Toke Høiland-Jørgensen <toke@xxxxxxxxxx> · Tue, 14 Jul 2020 22:47:48 +0200

Andrii Nakryiko <andrii.nakryiko@xxxxxxxxx> writes:

> On Tue, Jul 14, 2020 at 5:12 AM Toke Høiland-Jørgensen <toke@xxxxxxxxxx> wrote:
>>
>> Andrii Nakryiko <andrii.nakryiko@xxxxxxxxx> writes:
>>
>> > On Mon, Jul 13, 2020 at 1:13 PM Toke Høiland-Jørgensen <toke@xxxxxxxxxx> wrote:
>> >>
>> >> From: Toke Høiland-Jørgensen <toke@xxxxxxxxxx>
>> >>
>> >> Sync addition of new members from main kernel tree.
>> >>
>> >> Signed-off-by: Toke Høiland-Jørgensen <toke@xxxxxxxxxx>
>> >> ---
>> >>  tools/include/uapi/linux/bpf.h |    9 +++++++--
>> >>  1 file changed, 7 insertions(+), 2 deletions(-)
>> >>
>> >> diff --git a/tools/include/uapi/linux/bpf.h b/tools/include/uapi/linux/bpf.h
>> >> index da9bf35a26f8..662a15e4a1a1 100644
>> >> --- a/tools/include/uapi/linux/bpf.h
>> >> +++ b/tools/include/uapi/linux/bpf.h
>> >> @@ -573,8 +573,13 @@ union bpf_attr {
>> >>         } query;
>> >>
>> >>         struct { /* anonymous struct used by BPF_RAW_TRACEPOINT_OPEN command */
>> >> -               __u64 name;
>> >> -               __u32 prog_fd;
>> >> +               __u64           name;
>> >> +               __u32           prog_fd;
>> >> +               __u32           log_level;      /* verbosity level of log */
>> >> +               __u32           log_size;       /* size of user buffer */
>> >> +               __aligned_u64   log_buf;        /* user supplied buffer */
>> >> +               __u32           tgt_prog_fd;
>> >> +               __u32           tgt_btf_id;
>> >>         } raw_tracepoint;
>> >>
>> >>         struct { /* anonymous struct for BPF_BTF_LOAD */
>> >>
>> >
>> > I think BPF syscall would benefit from common/generalized log support
>> > across all commands, given how powerful/complex it already is.
>> > Sometimes it's literally impossible to understand why one gets -EINVAL
>> > without adding printk()s in the kernel.
>>
>> Yes, I agree! This is horrible UI!
>
> UI?.. It's a perfectly fine and extensible API for all functionality
> it provides, it just needs a better human-readable feedback mechanism,
> which is what I'm proposing. Error codes are not working when you have
> so many different situations that can result in error.

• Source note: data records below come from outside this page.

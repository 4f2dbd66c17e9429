use std::fmt;

use thiserror::Error;

#[derive(Debug, Clone, Copy, PartialEq, Eq, Hash)]
pub enum ErrorKind {
    Format,
    Decode,
    Unsupported,
    UnknownApplication,
    MalformedNesting,
    TypeMismatch,
    UnknownVariable,
    MalformedSequence,
    UnterminatedGroup,
    TrailingData,
    InvalidValue,
    UnknownVariableOnEncode,
    UnknownStyle,
}

impl ErrorKind {
    pub fn as_str(&self) -> &'static str {
        match self {
            ErrorKind::Format => "format",
            ErrorKind::Decode => "decode",
            ErrorKind::Unsupported => "unsupported",
            ErrorKind::UnknownApplication => "unknown application",
            ErrorKind::MalformedNesting => "malformed nesting",
            ErrorKind::TypeMismatch => "type mismatch",
            ErrorKind::UnknownVariable => "unknown variable",
            ErrorKind::MalformedSequence => "malformed sequence",
            ErrorKind::UnterminatedGroup => "unterminated group",
            ErrorKind::TrailingData => "trailing data",
            ErrorKind::InvalidValue => "invalid value",
            ErrorKind::UnknownVariableOnEncode => "unknown variable on encode",
            ErrorKind::UnknownStyle => "unknown style",
        }
    }
}

impl fmt::Display for ErrorKind {
    fn fmt(&self, f: &mut fmt::Formatter<'_>) -> fmt::Result {
        f.write_str(self.as_str())
    }
}

#[derive(Debug, Clone, PartialEq, Error)]
#[error("{kind}: {message}{}", context_suffix(.offset, .group_code, .variable_id))]
pub struct DwgError {
    pub kind: ErrorKind,
    pub message: String,
    // token index for token streams, byte offset for EED blobs
    pub offset: Option<u64>,
    pub group_code: Option<u16>,
    pub variable_id: Option<i16>,
}

impl DwgError {
    pub fn new(kind: ErrorKind, message: impl Into<String>) -> Self {
        Self {
            kind,
            message: message.into(),
            offset: None,
            group_code: None,
            variable_id: None,
        }
    }

    pub fn with_offset(mut self, offset: u64) -> Self {
        self.offset = Some(offset);
        self
    }

    pub fn with_group_code(mut self, code: u16) -> Self {
        self.group_code = Some(code);
        self
    }

    pub fn with_variable(mut self, variable_id: i16) -> Self {
        self.variable_id = Some(variable_id);
        self
    }
}

fn context_suffix(
    offset: &Option<u64>,
    group_code: &Option<u16>,
    variable_id: &Option<i16>,
) -> String {
    let mut parts = Vec::new();
    if let Some(offset) = offset {
        parts.push(format!("at {offset}"));
    }
    if let Some(code) = group_code {
        parts.push(format!("group code {code}"));
    }
    if let Some(id) = variable_id {
        parts.push(format!("variable {id}"));
    }
    if parts.is_empty() {
        String::new()
    } else {
        format!(" ({})", parts.join(", "))
    }
}

#[cfg(test)]
mod tests {
    use super::{DwgError, ErrorKind};

    #[test]
    fn display_includes_context() {
        let err = DwgError::new(ErrorKind::TypeMismatch, "expected real value")
            .with_offset(4)
            .with_group_code(1070)
            .with_variable(147);
        assert_eq!(
            err.to_string(),
            "type mismatch: expected real value (at 4, group code 1070, variable 147)"
        );
    }

    #[test]
    fn display_without_context() {
        let err = DwgError::new(ErrorKind::UnterminatedGroup, "missing closing brace");
        assert_eq!(err.to_string(), "unterminated group: missing closing brace");
    }
}
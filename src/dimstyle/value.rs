use std::fmt;

use crate::dimstyle::registry::VarKind;
use crate::xdata::token::format_real;

// Boolean variables travel as Integer16.
#[derive(Debug, Clone, PartialEq)]
pub enum DimValue {
    Real(f64),
    Integer16(i16),
    Text(String),
}

impl DimValue {
    pub fn fits_kind(&self, kind: VarKind) -> bool {
        matches!(
            (self, kind),
            (DimValue::Real(_), VarKind::Real)
                | (DimValue::Integer16(_), VarKind::Integer16 | VarKind::Boolean)
                | (DimValue::Text(_), VarKind::String | VarKind::NamedReference)
        )
    }

    pub fn as_real(&self) -> Option<f64> {
        match self {
            DimValue::Real(value) => Some(*value),
            _ => None,
        }
    }

    pub fn as_i16(&self) -> Option<i16> {
        match self {
            DimValue::Integer16(value) => Some(*value),
            _ => None,
        }
    }

    pub fn as_text(&self) -> Option<&str> {
        match self {
            DimValue::Text(text) => Some(text),
            _ => None,
        }
    }

    pub fn kind_name(&self) -> &'static str {
        match self {
            DimValue::Real(_) => "real",
            DimValue::Integer16(_) => "integer",
            DimValue::Text(_) => "text",
        }
    }
}

impl fmt::Display for DimValue {
    fn fmt(&self, f: &mut fmt::Formatter<'_>) -> fmt::Result {
        match self {
            DimValue::Real(value) => f.write_str(&format_real(*value)),
            DimValue::Integer16(value) => write!(f, "{value}"),
            DimValue::Text(text) => write!(f, "{text:?}"),
        }
    }
}

impl From<f64> for DimValue {
    fn from(value: f64) -> Self {
        DimValue::Real(value)
    }
}

impl From<i16> for DimValue {
    fn from(value: i16) -> Self {
        DimValue::Integer16(value)
    }
}

impl From<bool> for DimValue {
    fn from(value: bool) -> Self {
        DimValue::Integer16(value as i16)
    }
}

impl From<&str> for DimValue {
    fn from(value: &str) -> Self {
        DimValue::Text(value.to_string())
    }
}

impl From<String> for DimValue {
    fn from(value: String) -> Self {
        DimValue::Text(value)
    }
}

#[cfg(test)]
mod tests {
    use super::DimValue;

    #[test]
    fn display_keeps_reals_out_of_exponent_form() {
        assert_eq!(DimValue::Real(0.00000025).to_string(), "0.00000025");
        assert_eq!(DimValue::Real(1e20).to_string(), "100000000000000000000.0");
        assert_eq!(DimValue::Real(2.5).to_string(), "2.5");
        assert_eq!(DimValue::Integer16(-3).to_string(), "-3");
        assert_eq!(DimValue::from("_DOT").to_string(), "\"_DOT\"");
    }
}
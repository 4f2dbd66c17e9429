use tracing::{debug, trace};

use crate::core::config::ParseConfig;
use crate::core::error::{DwgError, ErrorKind};
use crate::core::result::Result;
use crate::dimstyle::overrides::{OverrideRecord, OverrideSet};
use crate::dimstyle::registry::{self, DimensionVariable};
use crate::dimstyle::value::DimValue;
use crate::xdata::token::{
    XdataToken, XdataValue, CODE_APP_NAME, CODE_CONTROL, CODE_INT16, CODE_STRING,
};
use crate::xdata::{self, decode_eed_items};

#[derive(Debug, Clone, Copy)]
enum ParseState {
    Start,
    SeenAppName,
    SeenDstyle,
    ExpectingVariableIdOrClose,
    ExpectingValueFor(&'static DimensionVariable),
    Done,
}

pub fn decode_overrides(tokens: &[XdataToken]) -> Result<OverrideSet> {
    decode_overrides_with_config(tokens, &ParseConfig::default())
}

pub fn decode_overrides_with_config(
    tokens: &[XdataToken],
    config: &ParseConfig,
) -> Result<OverrideSet> {
    if tokens.len() > config.max_tokens {
        return Err(DwgError::new(
            ErrorKind::Format,
            format!(
                "xdata has {} tokens, limit is {}",
                tokens.len(),
                config.max_tokens
            ),
        ));
    }

    let mut state = ParseState::Start;
    let mut records = Vec::new();
    for (index, token) in tokens.iter().enumerate() {
        let at = |kind: ErrorKind, message: String| {
            DwgError::new(kind, message)
                .with_offset(index as u64)
                .with_group_code(token.code)
        };
        state = match state {
            ParseState::Start => {
                if token.code == CODE_APP_NAME && text_eq(token, &config.app_name) {
                    ParseState::SeenAppName
                } else {
                    return Err(at(
                        ErrorKind::UnknownApplication,
                        format!("expected 1001/{:?}, found {token}", config.app_name),
                    ));
                }
            }
            ParseState::SeenAppName => {
                if token.code == CODE_STRING && text_eq(token, &config.group_name) {
                    ParseState::SeenDstyle
                } else {
                    return Err(at(
                        ErrorKind::MalformedSequence,
                        format!("expected 1000/{:?}, found {token}", config.group_name),
                    ));
                }
            }
            ParseState::SeenDstyle => {
                if token.is_control("{") {
                    ParseState::ExpectingVariableIdOrClose
                } else {
                    return Err(at(
                        ErrorKind::MalformedSequence,
                        format!("expected 1002/\"{{\", found {token}"),
                    ));
                }
            }
            ParseState::ExpectingVariableIdOrClose => {
                if token.is_control("}") {
                    ParseState::Done
                } else if token.is_control("{") {
                    return Err(at(
                        ErrorKind::MalformedNesting,
                        "nested override group".to_string(),
                    ));
                } else if token.code == CODE_INT16 {
                    let Some(id) = token.as_i16() else {
                        return Err(at(
                            ErrorKind::MalformedSequence,
                            format!("variable id token carries {}", token.value.kind_name()),
                        ));
                    };
                    let var = registry::lookup_by_id(id).ok_or_else(|| {
                        at(
                            ErrorKind::UnknownVariable,
                            format!("unknown dimension variable id {id}"),
                        )
                        .with_variable(id)
                    })?;
                    ParseState::ExpectingValueFor(var)
                } else {
                    return Err(at(
                        ErrorKind::MalformedSequence,
                        format!("expected variable id or closing brace, found {token}"),
                    ));
                }
            }
            ParseState::ExpectingValueFor(var) => {
                if token.is_control("{") {
                    return Err(at(
                        ErrorKind::MalformedNesting,
                        "nested override group".to_string(),
                    )
                    .with_variable(var.id));
                }
                if token.code == CODE_APP_NAME || token.code == CODE_CONTROL {
                    return Err(at(
                        ErrorKind::MalformedSequence,
                        format!("expected value for {}, found {token}", var.name),
                    )
                    .with_variable(var.id));
                }
                if token.code != var.group_code() {
                    return Err(at(
                        ErrorKind::TypeMismatch,
                        format!(
                            "{} is a {} variable encoded with {}, found {}",
                            var.name,
                            var.kind.as_str(),
                            var.group_code(),
                            token.code
                        ),
                    )
                    .with_variable(var.id));
                }
                let value = token_value(&token.value).ok_or_else(|| {
                    at(
                        ErrorKind::TypeMismatch,
                        format!(
                            "{} value token carries {}",
                            var.name,
                            token.value.kind_name()
                        ),
                    )
                    .with_variable(var.id)
                })?;
                if config.validate_values {
                    var.validate(&value)
                        .map_err(|err| err.with_offset(index as u64).with_group_code(token.code))?;
                }
                trace!(variable = var.name, %value, "decoded override");
                records.push(OverrideRecord::new(var.id, value));
                ParseState::ExpectingVariableIdOrClose
            }
            ParseState::Done => {
                return Err(at(
                    ErrorKind::TrailingData,
                    format!("unexpected {token} after closing brace"),
                ));
            }
        };
    }

    match state {
        ParseState::Done => {
            debug!(records = records.len(), "decoded dimension style overrides");
            Ok(OverrideSet::from_records(records))
        }
        ParseState::Start => Err(DwgError::new(
            ErrorKind::UnknownApplication,
            "empty xdata stream",
        )),
        ParseState::ExpectingValueFor(var) => Err(DwgError::new(
            ErrorKind::UnterminatedGroup,
            format!("stream ended while expecting a value for {}", var.name),
        )
        .with_offset(tokens.len() as u64)
        .with_variable(var.id)),
        ParseState::SeenAppName | ParseState::SeenDstyle | ParseState::ExpectingVariableIdOrClose => {
            Err(DwgError::new(
                ErrorKind::UnterminatedGroup,
                "stream ended before the closing brace",
            )
            .with_offset(tokens.len() as u64))
        }
    }
}

// None when the entity carries no xdata for the configured application.
pub fn decode_entity_overrides(
    tokens: &[XdataToken],
    config: &ParseConfig,
) -> Result<Option<OverrideSet>> {
    match xdata::find_application(tokens, &config.app_name)? {
        Some(app_tokens) => decode_overrides_with_config(app_tokens, config).map(Some),
        None => Ok(None),
    }
}

pub fn decode_overrides_from_eed(data: &[u8], config: &ParseConfig) -> Result<OverrideSet> {
    let tokens = decode_eed_items(data, &config.app_name)?;
    decode_overrides_with_config(&tokens, config)
}

fn text_eq(token: &XdataToken, expected: &str) -> bool {
    token
        .as_text()
        .is_some_and(|text| text.eq_ignore_ascii_case(expected))
}

fn token_value(value: &XdataValue) -> Option<DimValue> {
    match value {
        XdataValue::Real(value) => Some(DimValue::Real(*value)),
        XdataValue::Int16(value) => Some(DimValue::Integer16(*value)),
        XdataValue::Text(text) => Some(DimValue::Text(text.clone())),
        _ => None,
    }
}

#[cfg(test)]
mod tests {
    use super::{decode_entity_overrides, decode_overrides, decode_overrides_with_config};
    use crate::core::config::ParseConfig;
    use crate::core::error::ErrorKind;
    use crate::dimstyle::overrides::OverrideRecord;
    use crate::dimstyle::value::DimValue;
    use crate::xdata::XdataToken;

    fn header() -> Vec<XdataToken> {
        vec![
            XdataToken::app_name("ACAD"),
            XdataToken::string("DSTYLE"),
            XdataToken::control("{"),
        ]
    }

    fn stream(body: Vec<XdataToken>) -> Vec<XdataToken> {
        let mut tokens = header();
        tokens.extend(body);
        tokens.push(XdataToken::control("}"));
        tokens
    }

    #[test]
    fn decodes_reference_scenario() {
        let tokens = stream(vec![
            XdataToken::int16(147),
            XdataToken::real(0.09375),
            XdataToken::int16(77),
            XdataToken::int16(0),
        ]);
        let set = decode_overrides(&tokens).unwrap();
        assert_eq!(
            set.records(),
            &[
                OverrideRecord::new(147, DimValue::Real(0.09375)),
                OverrideRecord::new(77, DimValue::Integer16(0)),
            ]
        );
    }

    #[test]
    fn decodes_text_and_empty_groups() {
        let set = decode_overrides(&stream(vec![
            XdataToken::int16(3),
            XdataToken::string("<> mm"),
        ]))
        .unwrap();
        assert_eq!(set.get("DIMPOST"), Some(&DimValue::Text("<> mm".to_string())));
        assert!(decode_overrides(&stream(Vec::new())).unwrap().is_empty());
    }

    #[test]
    fn unknown_variable_fails_without_partial_result() {
        let tokens = stream(vec![
            XdataToken::int16(147),
            XdataToken::real(0.09375),
            XdataToken::int16(999),
            XdataToken::real(1.0),
        ]);
        let err = decode_overrides(&tokens).unwrap_err();
        assert_eq!(err.kind, ErrorKind::UnknownVariable);
        assert_eq!(err.variable_id, Some(999));
        assert_eq!(err.offset, Some(5));
    }

    #[test]
    fn mismatched_value_code_is_type_mismatch() {
        let err = decode_overrides(&stream(vec![XdataToken::int16(147), XdataToken::int16(1)]))
            .unwrap_err();
        assert_eq!(err.kind, ErrorKind::TypeMismatch);
        assert_eq!(err.group_code, Some(1070));
        assert_eq!(err.variable_id, Some(147));

        let err = decode_overrides(&stream(vec![XdataToken::int16(77), XdataToken::real(1.0)]))
            .unwrap_err();
        assert_eq!(err.kind, ErrorKind::TypeMismatch);

        let err = decode_overrides(&stream(vec![
            XdataToken::int16(340),
            XdataToken::int16(5),
        ]))
        .unwrap_err();
        assert_eq!(err.kind, ErrorKind::TypeMismatch);
    }

    #[test]
    fn foreign_application_is_rejected() {
        let mut tokens = stream(Vec::new());
        tokens[0] = XdataToken::app_name("MYAPP");
        let err = decode_overrides(&tokens).unwrap_err();
        assert_eq!(err.kind, ErrorKind::UnknownApplication);
        assert_eq!(err.offset, Some(0));

        let err = decode_overrides(&[]).unwrap_err();
        assert_eq!(err.kind, ErrorKind::UnknownApplication);
    }

    #[test]
    fn missing_dstyle_marker_is_malformed() {
        let mut tokens = stream(Vec::new());
        tokens[1] = XdataToken::string("OTHER");
        let err = decode_overrides(&tokens).unwrap_err();
        assert_eq!(err.kind, ErrorKind::MalformedSequence);
        assert_eq!(err.offset, Some(1));
    }

    #[test]
    fn nested_brace_is_malformed_nesting() {
        let tokens = stream(vec![XdataToken::control("{"), XdataToken::control("}")]);
        assert_eq!(
            decode_overrides(&tokens).unwrap_err().kind,
            ErrorKind::MalformedNesting
        );

        let tokens = stream(vec![XdataToken::int16(147), XdataToken::control("{")]);
        assert_eq!(
            decode_overrides(&tokens).unwrap_err().kind,
            ErrorKind::MalformedNesting
        );
    }

    #[test]
    fn missing_close_is_unterminated() {
        let mut tokens = header();
        tokens.push(XdataToken::int16(147));
        tokens.push(XdataToken::real(0.5));
        assert_eq!(
            decode_overrides(&tokens).unwrap_err().kind,
            ErrorKind::UnterminatedGroup
        );

        tokens.push(XdataToken::int16(77));
        let err = decode_overrides(&tokens).unwrap_err();
        assert_eq!(err.kind, ErrorKind::UnterminatedGroup);
        assert_eq!(err.variable_id, Some(77));

        assert_eq!(
            decode_overrides(&header()[..2]).unwrap_err().kind,
            ErrorKind::UnterminatedGroup
        );
    }

    #[test]
    fn close_while_value_pending_is_malformed_sequence() {
        let err = decode_overrides(&stream(vec![XdataToken::int16(147)])).unwrap_err();
        assert_eq!(err.kind, ErrorKind::MalformedSequence);
        assert_eq!(err.offset, Some(4));
    }

    #[test]
    fn value_without_id_is_malformed_sequence() {
        let err = decode_overrides(&stream(vec![XdataToken::real(0.5)])).unwrap_err();
        assert_eq!(err.kind, ErrorKind::MalformedSequence);
    }

    #[test]
    fn tokens_after_close_are_trailing_data() {
        let mut tokens = stream(Vec::new());
        tokens.push(XdataToken::int16(147));
        let err = decode_overrides(&tokens).unwrap_err();
        assert_eq!(err.kind, ErrorKind::TrailingData);
        assert_eq!(err.offset, Some(4));
    }

    #[test]
    fn value_validation_is_opt_in() {
        let tokens = stream(vec![XdataToken::int16(71), XdataToken::int16(2)]);
        assert!(decode_overrides(&tokens).is_ok());

        let config = ParseConfig {
            validate_values: true,
            ..ParseConfig::default()
        };
        let err = decode_overrides_with_config(&tokens, &config).unwrap_err();
        assert_eq!(err.kind, ErrorKind::InvalidValue);
        assert_eq!(err.offset, Some(4));
    }

    #[test]
    fn token_limit_is_enforced() {
        let config = ParseConfig {
            max_tokens: 3,
            ..ParseConfig::default()
        };
        let err = decode_overrides_with_config(&stream(Vec::new()), &config).unwrap_err();
        assert_eq!(err.kind, ErrorKind::Format);
    }

    #[test]
    fn entity_overrides_are_located_among_applications() {
        let mut tokens = vec![
            XdataToken::app_name("MYAPP"),
            XdataToken::string("payload"),
        ];
        tokens.extend(stream(vec![XdataToken::int16(140), XdataToken::real(3.5)]));
        let config = ParseConfig::default();
        let set = decode_entity_overrides(&tokens, &config).unwrap().unwrap();
        assert_eq!(set.get("DIMTXT"), Some(&DimValue::Real(3.5)));

        assert!(decode_entity_overrides(&tokens[..2], &config).unwrap().is_none());
    }

    #[test]
    fn unregistered_prefix_fails_entity_decode() {
        let mut tokens = vec![XdataToken::int16(5)];
        tokens.extend(stream(vec![XdataToken::int16(140), XdataToken::real(3.5)]));
        let err = decode_entity_overrides(&tokens, &ParseConfig::default()).unwrap_err();
        assert_eq!(err.kind, ErrorKind::MalformedSequence);
        assert_eq!(err.offset, Some(0));
    }
}
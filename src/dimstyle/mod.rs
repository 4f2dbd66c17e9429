pub mod encoder;
pub mod overrides;
pub mod parser;
pub mod registry;
pub mod resolver;
pub mod style;
pub mod value;

pub use encoder::{encode_overrides, encode_overrides_to_eed, encode_overrides_with_config};
pub use overrides::{OverrideRecord, OverrideSet};
pub use parser::{
    decode_entity_overrides, decode_overrides, decode_overrides_from_eed,
    decode_overrides_with_config,
};
pub use registry::{
    lookup_by_group_payload, lookup_by_id, lookup_by_name, DimensionVariable, Domain, VarKind,
};
pub use resolver::{diff, resolve};
pub use style::{DimStyleDefinition, DimStyleTable, EffectiveStyle, UnitSystem};
pub use value::DimValue;

const OVERRIDE_TYPE_CODES: [(u16, &str); 9] = [
    (0x14, "DIM_ORDINATE"),
    (0x15, "DIM_LINEAR"),
    (0x16, "DIM_ALIGNED"),
    (0x17, "DIM_ANG3PT"),
    (0x18, "DIM_ANG2LN"),
    (0x19, "DIM_RADIUS"),
    (0x1A, "DIM_DIAMETER"),
    (0x2D, "LEADER"),
    (0x2E, "TOLERANCE"),
];

pub fn carries_dimstyle_overrides(type_code: u16) -> bool {
    OVERRIDE_TYPE_CODES.iter().any(|(code, _)| *code == type_code)
}

pub fn override_type_name(type_code: u16) -> Option<&'static str> {
    OVERRIDE_TYPE_CODES
        .iter()
        .find(|(code, _)| *code == type_code)
        .map(|(_, name)| *name)
}

#[cfg(test)]
mod tests {
    use super::{carries_dimstyle_overrides, override_type_name};

    #[test]
    fn dimension_leader_and_tolerance_carry_overrides() {
        assert!(carries_dimstyle_overrides(0x15));
        assert!(carries_dimstyle_overrides(0x2D));
        assert!(carries_dimstyle_overrides(0x2E));
        assert!(!carries_dimstyle_overrides(0x13));
        assert_eq!(override_type_name(0x1A), Some("DIM_DIAMETER"));
        assert_eq!(override_type_name(0x01), None);
    }
}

Yes. I was agreeing with you: the lack of understandable error messages
means you have to play "guess where this EINVAL came from", which is a
terrible user experience (should have been UX instead of UI, I guess,
sorry about that). 

>> > But it feels wrong to add log_level/log_size/log_buf fields to every
>> > section of bpf_attr and require the user to specify it differently for
>> > each command. So before we go and start adding per-command fields,
>> > let's discuss how we can do this more generically. I wonder if we can
>> > come up with a good way to do it in one common way and then gradually
>> > support that way throughout all BPF commands.
>> >
>> > Unfortunately it's too late to just add a few common fields to
>> > bpf_attr in front of all other per-command fields, but here's two more
>> > ideas just to start discussion. I hope someone can come up with
>> > something nicer.
>> >
>> > 1. Currently bpf syscall accepts 3 input arguments (cmd, uattr, size).
>> > We can extend it with two more optional arguments: one for pointer to
>> > log-defining attr (for log_buf pointer, log_size, log_level, maybe
>> > something more later) and another for the size of that log attr.
>> > Beyond that we'd need some way to specify that the user actually meant
>> > to provide those 2 optional args. The most straightforward way would
>> > be to use the highest bit of cmd argument. So instead of calling bpf()
>> > with BPF_MAP_CREATE command, you'd call it with BPF_MAP_CREATE |
>> > BPF_LOGGED, where BPF_LOGGED = 1<<31.
>>
>> Well, if only we'd had a 'flags' argument to the syscall... I don't
>> suppose we want a bpf2()? :)
>>
>> I like your idea of just using the top bits of the 'cmd' field as flag
>> bits, but in that case we should just define this explicitly, say
>> '#define BPF_CMD_FLAGS_MASK 0xFFFF0000'?
>
> sure
>
>>
>> And instead of adding new arguments, why not just change the meaning of
>> the 'attr' argument? Say we define:
>>
>> struct bpf_extended_attr {
>>        __u32 log_level;
>>        __u32 log_size;
>>        __aligned_u64 log_buf;
>>        __u8 reserved[48];
>>        union bpf_attr attr;
>> };
>
> because this is a major PITA for libraries, plus it's not very
> extensible, once you run out of 48 bytes? And when you don't need
> those 48 bytes, you still need to zero them out, the kernel still
> needs to copy them, etc. It just feels unclean to me.
>
> But before we argue that, is there a problem adding 2 more arguments
> which are never used/read unless we have an extra bit set in cmd?
> Honest question, are there any implications to user-space with such an
> approach? Backwards-compatibility issues or anything?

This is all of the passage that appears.